Il diabete di tipo 2, una malattia che per decenni abbiamo considerato propria dell’età adulta, oggi si presenta sempre più spesso tra i giovani. Adolescenti, ventenni e trentenni ricevono diagnosi di diabete tipo 2 in numeri crescenti, spesso con decorso aggressivo e complicanze precoci. Eppure, il sistema sanitario non è ancora pronto a rispondere in modo efficace a questa nuova realtà.
Lo studio pubblicato su The Lancet nel giugno 2025 — “Managing early-onset type 2 diabetes: clinical and implementation challenges” — lancia un messaggio chiaro: non si tratta più solo di prevenzione, ma di gestione. E il sistema, così com’è oggi, è troppo sbilanciato verso modelli pensati per pazienti più anziani.
Pazienti giovani, cure vecchie
Una delle grandi contraddizioni evidenziate dallo studio riguarda proprio l’inadeguatezza dell’approccio terapeutico. La maggior parte delle linee guida cliniche, dei farmaci approvati e dei percorsi di cura disponibili è progettata per adulti di mezza età o anziani. Ma il diabete che si presenta a 20 o 30 anni non è solo “lo stesso, prima”. Ha caratteristiche cliniche, metaboliche e psicosociali distinte. È più resistente alla terapia, comporta un rischio maggiore di complicanze multiple già in giovane età, e spesso si manifesta in un momento della vita in cui le persone hanno meno stabilità economica, relazionale e lavorativa.
Il risultato è un vuoto terapeutico. Molti giovani non ricevono una presa in carico multidisciplinare, non hanno accesso tempestivo a cure specialistiche, e vengono gestiti con protocolli pensati per pazienti molto diversi. Questo mismatch contribuisce al rapido peggioramento delle condizioni cliniche e a un carico di malattia maggiore sul lungo periodo.
Pochi farmaci, poca ricerca
Un altro nodo critico riguarda le opzioni farmacologiche. Nei giovani con diabete tipo 2, la scelta di farmaci è ancora limitata. Molti principi attivi non sono autorizzati per l’uso nei minori di 18 anni, e anche nella fascia 18-30 mancano studi specifici su efficacia, sicurezza e impatto a lungo termine.

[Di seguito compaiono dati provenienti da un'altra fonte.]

use serde::{Deserialize, Serialize};

use crate::schema::path::{QuestionPath, SubsectionPath};
use crate::schema::question::Question;

pub const MIN_CATEGORIES: usize = 1;
pub const MAX_CATEGORIES: usize = 10;

/// Clamps a requested category count into `MIN_CATEGORIES..=MAX_CATEGORIES`.
pub fn clamp_category_count(count: i64) -> usize {
    count.clamp(MIN_CATEGORIES as i64, MAX_CATEGORIES as i64) as usize
}

/// Root of the questionnaire hierarchy.
#[derive(Debug, Clone, PartialEq, Default, Serialize, Deserialize)]
pub struct FormSchema {
    #[serde(default)]
    pub categories: Vec<Category>,
}

#[derive(Debug, Clone, PartialEq, Serialize, Deserialize)]
pub struct Category {
    pub id: String,
    pub name: String,
    #[serde(default)]
    pub sections: Vec<Section>,
}

#[derive(Debug, Clone, PartialEq, Serialize, Deserialize)]
pub struct Section {
    pub id: String,
    pub name: String,
    #[serde(default)]
    pub subsections: Vec<Subsection>,
}

#[derive(Debug, Clone, PartialEq, Serialize, Deserialize)]
#[serde(rename_all = "camelCase")]
pub struct Subsection {
    pub id: String,
    pub name: String,
    #[serde(default, skip_serializing_if = "Option::is_none")]
    pub starting_heading: Option<String>,
    #[serde(default)]
    pub questions: Vec<Question>,
}

impl FormSchema {
    /// Fresh schema with `count` seeded categories.
    pub fn with_categories(count: usize) -> Self {
        Self {
            categories: (1..=count).map(Category::seeded).collect(),
        }
    }

    pub fn is_empty(&self) -> bool {
        self.categories.is_empty()
    }

    pub fn category(&self, category_id: &str) -> Option<&Category> {
        self.categories
            .iter()
            .find(|category| category.id == category_id)
    }

    pub fn category_mut(&mut self, category_id: &str) -> Option<&mut Category> {
        self.categories
            .iter_mut()
            .find(|category| category.id == category_id)
    }

    pub fn section(&self, category_id: &str, section_id: &str) -> Option<&Section> {
        self.category(category_id)?
            .sections
            .iter()
            .find(|section| section.id == section_id)
    }

    pub fn section_mut(&mut self, category_id: &str, section_id: &str) -> Option<&mut Section> {
        self.category_mut(category_id)?
            .sections
            .iter_mut()
            .find(|section| section.id == section_id)
    }

    pub fn subsection(&self, path: &SubsectionPath) -> Option<&Subsection> {
        self.section(&path.category_id, &path.section_id)?
            .subsections
            .iter()
            .find(|subsection| subsection.id == path.subsection_id)
    }

    pub fn subsection_mut(&mut self, path: &SubsectionPath) -> Option<&mut Subsection> {
        self.section_mut(&path.category_id, &path.section_id)?
            .subsections
            .iter_mut()
            .find(|subsection| subsection.id == path.subsection_id)
    }

    pub fn question(&self, path: &QuestionPath) -> Option<&Question> {
        self.subsection(&path.subsection)?.question(&path.question_id)
    }

    pub fn question_mut(&mut self, path: &QuestionPath) -> Option<&mut Question> {
        self.subsection_mut(&path.subsection)?
            .questions
            .iter_mut()
            .find(|question| question.id == path.question_id)
    }
}

impl Category {
    /// The `ordinal`-th category of a fresh schema, seeded down to its first question.
    pub fn seeded(ordinal: usize) -> Self {
        let id = format!("category-{}", ordinal);
        let sections = vec![Section::seeded(&id, 1)];
        Self {
            id,
            name: format!("Category {}", ordinal),
            sections,
        }
    }
}

impl Section {
    /// Section without subsections, as appended by authors.
    pub fn empty(category_id: &str, ordinal: usize) -> Self {
        Self {
            id: format!("{}-section-{}", category_id, ordinal),
            name: format!("Section {}", ordinal),
            subsections: Vec::new(),
        }
    }

    pub fn seeded(category_id: &str, ordinal: usize) -> Self {
        let mut section = Self::empty(category_id, ordinal);
        section.subsections.push(Subsection::seeded(&section.id, 1));
        section
    }
}

impl Subsection {
    /// Subsection holding one starting boolean question.
    pub fn seeded(section_id: &str, ordinal: usize) -> Self {
        let id = format!("{}-subsection-{}", section_id, ordinal);
        let questions = vec![Question::seeded(&id)];
        Self {
            id,
            name: format!("Subsection {}", ordinal),
            starting_heading: None,
            questions,
        }
    }

    pub fn question(&self, question_id: &str) -> Option<&Question> {
        self.questions
            .iter()
            .find(|question| question.id == question_id)
    }
}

Gli autori dello studio sottolineano che la maggior parte degli studi clinici sul diabete tipo 2 non include pazienti giovani, lasciando un vuoto di evidenza che rende difficile costruire protocolli mirati. Questo ha un impatto concreto: medici e diabetologi devono adattare terapie pensate per adulti a pazienti con esigenze completamente diverse, spesso senza strumenti adeguati.
Il bisogno urgente di un approccio integrato
Il diabete precoce non è solo una condizione metabolica. È una malattia cronica che si inserisce in un momento delicato della vita, in cui le persone costruiscono il proprio futuro. Lo stress, l’incertezza, la pressione sociale e lavorativa si sommano al peso della malattia, creando un carico emotivo enorme. Eppure, il supporto psicologico è ancora troppo spesso assente.

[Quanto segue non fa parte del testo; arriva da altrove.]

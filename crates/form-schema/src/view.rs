use std::sync::Arc;

use crate::graph::{DEFAULT_END_POSITION, EdgeKey, NodeId, RoutingGraph, derive_graph};
use crate::schema::{FormSchema, Position, Question, SubsectionPath};
use crate::store::SchemaStore;

/// Route-editing fields seeded by graph selection.
#[derive(Debug, Clone, Default, PartialEq, Eq)]
pub struct RouteEditor {
    pub source_question_id: Option<String>,
    pub answer_value: Option<String>,
}

#[derive(Debug)]
struct CachedGraph {
    schema: Arc<FormSchema>,
    end_position: Position,
    graph: RoutingGraph,
}

/// Interactive routing graph of one subsection.
///
/// The derived graph is cached until the schema snapshot or the end node position changes.
/// The end node position is local to the view and never persisted.
#[derive(Debug)]
pub struct RoutingView {
    subsection: SubsectionPath,
    end_position: Position,
    selected_question: Option<String>,
    selected_edge: Option<EdgeKey>,
    route_editor: RouteEditor,
    cache: Option<CachedGraph>,
}

impl RoutingView {
    pub fn new(subsection: SubsectionPath) -> Self {
        Self {
            subsection,
            end_position: DEFAULT_END_POSITION,
            selected_question: None,
            selected_edge: None,
            route_editor: RouteEditor::default(),
            cache: None,
        }
    }

    pub fn with_end_position(mut self, position: Position) -> Self {
        self.end_position = position;
        self
    }

    pub fn subsection(&self) -> &SubsectionPath {
        &self.subsection
    }

    pub fn end_position(&self) -> Position {
        self.end_position
    }

    pub fn selected_question(&self) -> Option<&str> {
        self.selected_question.as_deref()
    }

    pub fn selected_edge(&self) -> Option<&EdgeKey> {
        self.selected_edge.as_ref()
    }

    pub fn route_editor(&self) -> &RouteEditor {
        &self.route_editor
    }

    /// Graph for `schema`, or `None` when the subsection no longer exists.
    pub fn graph(&mut self, schema: &Arc<FormSchema>) -> Option<&RoutingGraph> {
        let fresh = self.cache.as_ref().is_some_and(|cached| {
            Arc::ptr_eq(&cached.schema, schema) && cached.end_position == self.end_position
        });
        if !fresh {
            self.cache = schema
                .subsection(&self.subsection)
                .map(|subsection| CachedGraph {
                    schema: Arc::clone(schema),
                    end_position: self.end_position,
                    graph: derive_graph(&subsection.questions, self.end_position),
                });
        }
        self.cache.as_ref().map(|cached| &cached.graph)
    }

    /// Selects a question for editing and points the route editor at its first answer.
    /// The end node is not selectable.
    pub fn select_node(&mut self, schema: &FormSchema, node: &NodeId) {
        let NodeId::Question(question_id) = node else {
            return;
        };
        let first_answer = self
            .question(schema, question_id)
            .and_then(|question| question.routes.first())
            .map(|route| route.answer_value.clone());

        self.selected_question = Some(question_id.clone());
        self.selected_edge = None;
        self.route_editor = RouteEditor {
            source_question_id: Some(question_id.clone()),
            answer_value: first_answer,
        };
    }

    pub fn select_edge(&mut self, key: &EdgeKey) {
        self.selected_edge = Some(key.clone());
        self.route_editor = RouteEditor {
            source_question_id: Some(key.source.clone()),
            answer_value: Some(key.answer_value.clone()),
        };
    }

    /// Current target of the route the editor points at.
    pub fn route_target(&self, schema: &FormSchema) -> Option<NodeId> {
        let source = self.route_editor.source_question_id.as_deref()?;
        let answer_value = self.route_editor.answer_value.as_deref()?;
        let route = self.question(schema, source)?.route(answer_value)?;
        Some(NodeId::target(route.next_question_id.as_deref()))
    }

    /// Writes the edited route back through the store.
    pub fn commit_route(&self, store: &mut SchemaStore, target: &NodeId) -> bool {
        let (Some(source), Some(answer_value)) = (
            self.route_editor.source_question_id.as_deref(),
            self.route_editor.answer_value.as_deref(),
        ) else {
            return false;
        };
        store.set_question_route(
            &self.subsection.question(source),
            answer_value,
            target.question_id().map(str::to_string),
        )
    }

    /// Drops a dragged node: questions persist their position, the end node only moves locally.
    pub fn drag_node(&mut self, store: &mut SchemaStore, node: &NodeId, position: Position) -> bool {
        match node {
            NodeId::End if !position.is_finite() => false,
            NodeId::End => {
                self.end_position = position;
                true
            }
            NodeId::Question(question_id) => {
                store.set_question_position(&self.subsection.question(question_id.as_str()), position)
            }
        }
    }

    fn question<'a>(&self, schema: &'a FormSchema, question_id: &str) -> Option<&'a Question> {
        schema.subsection(&self.subsection)?.question(question_id)
    }
}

Secondo il report, uno dei maggiori ostacoli è proprio la mancanza di team multidisciplinari coordinati. I pazienti giovani con diabete tipo 2 avrebbero bisogno di un approccio integrato: diabetologo, psicologo, dietista, assistente sociale, infermiere specializzato. Ma nella realtà, il percorso è spesso spezzettato, frammentario, e affidato alla sola medicina di base.
I sistemi sanitari sono indietro
Oltre alle sfide cliniche, lo studio evidenzia numerosi ostacoli sistemici: mancanza di percorsi standardizzati per i giovani, barriere economiche, difficoltà di accesso alle cure specialistiche e scarsa continuità dell’assistenza. In molti Paesi, i giovani non rientrano nelle priorità dei programmi nazionali sul diabete. Le politiche sanitarie si concentrano sugli over 40, lasciando fuori proprio la fascia di popolazione in cui oggi la malattia sta esplodendo.
La frammentazione dei Servizi, la scarsità di risorse e la mancanza di formazione specifica rendono difficile fornire una risposta coerente e tempestiva. Il risultato è che molti giovani vengono diagnosticati tardi, seguiti male, e spesso si perdono nel passaggio dall’età pediatrica a quella adulta.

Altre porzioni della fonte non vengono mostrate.